I often wonder what marketers think of me as I bop around the internet or cruise through my nearest shopping center. What do my habits say about me and what alarms do they set off? Will buy anything at Target–PING! Loves memes–PING! Makes purchases at online retailers at least once per week–PING! Regularly browses bridal registries for the five weddings she’s attending this year–PING! Expends a comparable amount of time determining how to get to these five weddings and weeping quietly over the amount of money they will cost her–PING! PING! PING!
At every turn—online, offline, inline (skating?)—there are opportunities for marketers to develop a fuller picture of who I am as a person and to find ways to communicate with me that will resonate. Some of these are straightforward: I bought car insurance, therefore I must own a vehicle and may be interested in auto-related offerings. Others may be harder to infer, but I’m fully confident that the savvy marketer can figure it out: I researched international travel destinations, therefore I’m probably planning to leave the country, change my name, and live out the rest of my days on a sparsely populated island in the mid-Atlantic.
In my seasoned two months at Marketo, I’ve started to view the communications I receive from brands through a ‘marketing automation lens‘. Roughly speaking, I’ve been gauging how well brands know me and how much they’re really listening to what I say and do. This ranges from the emails I receive to the ads I see when I’m surfing various websites.
What’s shocking is that marketing departments at major companies are still not evolved enough to make basic conclusions about my habits and therefore use those conclusions to nurture me effectively.
Here is an example: I recently bought a gym membership online. I completed the purchase, went in for a workout, and saw the trial period come and go. So why do I keep seeing ads to sign up for the same gym online, as though I’m still a prospect? If anything, shouldn’t I be seeing messages that encourage me to attend the company’s exercise classes and purchase cute workout gear? The focus shouldn’t be on conversion (since that already happened) but should instead focus on engagement—compelling me to go to the gym on a regular basis.
Another example: I’ve been an overtly proud cat owner for the past four years. I tweet, post, snap, and message about my cat, Monster (she’s adorable—I promise). I do 85% of my pet shopping at ONE retailer, both online and in-store. So explain to me why this retailer keeps sending me offers for dog food, poop bags, and leashes? My profile in their system could not be any more complete—I joined the rewards program, I set up an online account, I subscribed to the company newsletter, AND I adopted my cat from one of its adoption agencies. So, I ask, why the disconnect?
It’s Time to Evolve
What I’ve found is that a majority of B2C brands haven’t evolved to the point of really listening and appropriately responding to my trackable habits. Companies retarget ads, have multiple email lists, and believe they are ‘engaging’ customers with their content, but they haven’t taken their tactics and technology to the next level.
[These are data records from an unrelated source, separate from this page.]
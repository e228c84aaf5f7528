//! Two-phase pagination state
//!
//! The state is created from request parameters before the data query runs,
//! so the caller can use the sanitized page and page size to build the query.
//! Once the query has run, [`PaginationState::setup_query`] records the
//! result counts. Everything derived from those counts returns
//! [`Error::NotReady`] until then.

use crate::error::{Error, Result};
use crate::keys::{KeyFilter, QueryKeys};
use crate::params::{
	DEFAULT_PAGE, DEFAULT_PER_PAGE, ParamSource, sanitize_paged, sanitize_per_page,
};
use crate::range::{ItemRange, compute_range, page_count};
use crate::settings::PaginationSettings;
use serde::{Deserialize, Serialize};

/// Result counts reported by a data query
pub trait ResultCounts {
	/// Total number of items matched across all pages
	fn found_items(&self) -> usize;

	/// Total number of pages for the query's page size
	fn max_pages(&self) -> usize;
}

/// Fixed result counts
///
/// # Examples
///
/// ```
/// use listpage_core::state::{ResultCounts, Totals};
///
/// let totals = Totals::from_count(25, 10);
/// assert_eq!(totals.found_items(), 25);
/// assert_eq!(totals.max_pages(), 3);
/// ```
#[derive(Debug, Clone, Copy, PartialEq, Eq, Default, Serialize, Deserialize)]
pub struct Totals {
	pub total_items: usize,
	pub total_pages: usize,
}

impl Totals {
	pub fn new(total_items: usize, total_pages: usize) -> Self {
		Self {
			total_items,
			total_pages,
		}
	}

	/// Derives the page count from an item count
	pub fn from_count(total_items: usize, per_page: usize) -> Self {
		Self::new(total_items, page_count(total_items, per_page))
	}
}

impl ResultCounts for Totals {
	fn found_items(&self) -> usize {
		self.total_items
	}

	fn max_pages(&self) -> usize {
		self.total_pages
	}
}

/// Pagination state for one listing render
#[derive(Debug, Clone, PartialEq, Eq)]
pub struct PaginationState {
	keys: QueryKeys,
	per_page: usize,
	current_page: usize,
	totals: Option<Totals>,
}

impl PaginationState {
	/// Creates a state from already-known values
	///
	/// Zero values are replaced with the defaults (10 items, page 1).
	pub fn new(per_page: usize, current_page: usize, keys: QueryKeys) -> Self {
		Self {
			keys,
			per_page: if per_page == 0 { DEFAULT_PER_PAGE } else { per_page },
			current_page: current_page.max(DEFAULT_PAGE),
			totals: None,
		}
	}

	/// Reads and sanitizes the pagination parameters of a request
	///
	/// # Examples
	///
	/// ```
	/// use listpage_core::keys::NoFilter;
	/// use listpage_core::params::QueryParams;
	/// use listpage_core::settings::PaginationSettings;
	/// use listpage_core::state::PaginationState;
	///
	/// let params = QueryParams::from_query("per_page=5&paged=2");
	/// let settings = PaginationSettings::default();
	/// let state = PaginationState::from_request(&params, &settings, &NoFilter);
	/// assert_eq!(state.per_page(), 5);
	/// assert_eq!(state.current_page(), 2);
	/// assert_eq!(state.query_offset(), 5);
	/// assert!(!state.is_ready());
	/// ```
	pub fn from_request(
		params: &impl ParamSource,
		settings: &PaginationSettings,
		filter: &impl KeyFilter,
	) -> Self {
		let keys = settings.query_keys(filter);
		let per_page = sanitize_per_page(params.param(&keys.per_page), settings.per_page);
		let current_page = sanitize_paged(params.param(&keys.paged));
		tracing::trace!(per_page, current_page, "pagination parameters resolved");

		Self {
			keys,
			per_page,
			current_page,
			totals: None,
		}
	}

	/// Records the result counts of the executed query
	pub fn setup_query(&mut self, counts: &impl ResultCounts) {
		let totals = Totals::new(counts.found_items(), counts.max_pages());
		if let Some(previous) = self.totals.replace(totals) {
			tracing::debug!(?previous, ?totals, "pagination totals replaced");
		}
		if self.is_out_of_range() {
			tracing::warn!(
				current_page = self.current_page,
				total_pages = totals.total_pages,
				"requested page is past the last page; range will be empty"
			);
		}
	}

	/// Shorthand for [`setup_query`](Self::setup_query) in builder position
	pub fn with_counts(mut self, counts: &impl ResultCounts) -> Self {
		self.setup_query(counts);
		self
	}

	pub fn keys(&self) -> &QueryKeys {
		&self.keys
	}

	pub fn per_page(&self) -> usize {
		self.per_page
	}

	pub fn current_page(&self) -> usize {
		self.current_page
	}

	/// Zero-based offset of the first item, for building the data query
	pub fn query_offset(&self) -> usize {
		(self.current_page - 1).saturating_mul(self.per_page)
	}

	/// Maximum number of items to fetch, for building the data query
	pub fn query_limit(&self) -> usize {
		self.per_page
	}

	/// Returns true once the result counts have been recorded
	pub fn is_ready(&self) -> bool {
		self.totals.is_some()
	}

	pub fn totals(&self) -> Result<Totals> {
		self.totals.ok_or(Error::NotReady)
	}

	pub fn total_items(&self) -> Result<usize> {
		Ok(self.totals()?.total_items)
	}

	pub fn total_pages(&self) -> Result<usize> {
		Ok(self.totals()?.total_pages)
	}

	/// Bounds of the items shown on the current page
	pub fn range(&self) -> Result<ItemRange> {
		let totals = self.totals()?;
		Ok(compute_range(
			self.current_page,
			self.per_page,
			totals.total_items,
		))
	}

	/// First item number shown, as in "Viewing *6* - 10 of 12"
	pub fn start_number(&self) -> Result<usize> {
		Ok(self.range()?.start)
	}

	/// Last item number shown, as in "Viewing 6 - *10* of 12"
	pub fn end_number(&self) -> Result<usize> {
		Ok(self.range()?.end)
	}

	/// Returns true if the current page lies past the last page of a non-empty result
	///
	/// Always false before the result counts are recorded.
	pub fn is_out_of_range(&self) -> bool {
		self.totals
			.is_some_and(|t| t.total_items > 0 && self.current_page > t.total_pages)
	}

	pub fn has_previous(&self) -> Result<bool> {
		self.totals()?;
		Ok(self.current_page > 1)
	}

	pub fn has_next(&self) -> Result<bool> {
		Ok(self.current_page < self.total_pages()?)
	}
}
This trend is indicative that brands need to migrate toward real personalization and actually build relationships in order to stay relevant and marketable. In an era when brand loyalty can be hard to come by, companies need to go the extra mile to ensure customers feel valued and understood.
And where do my brand relationships pan out? The ad retargeting is one thing—for the moment it’s a necessary evil and in time, I know brands will learn and evolve. But the pet retailer? I see no excuse. Four years of loyal patronage rewarded with dozens of doggy spam emails, and I’m about ready to call it quits. Monster and I will take our business elsewhere.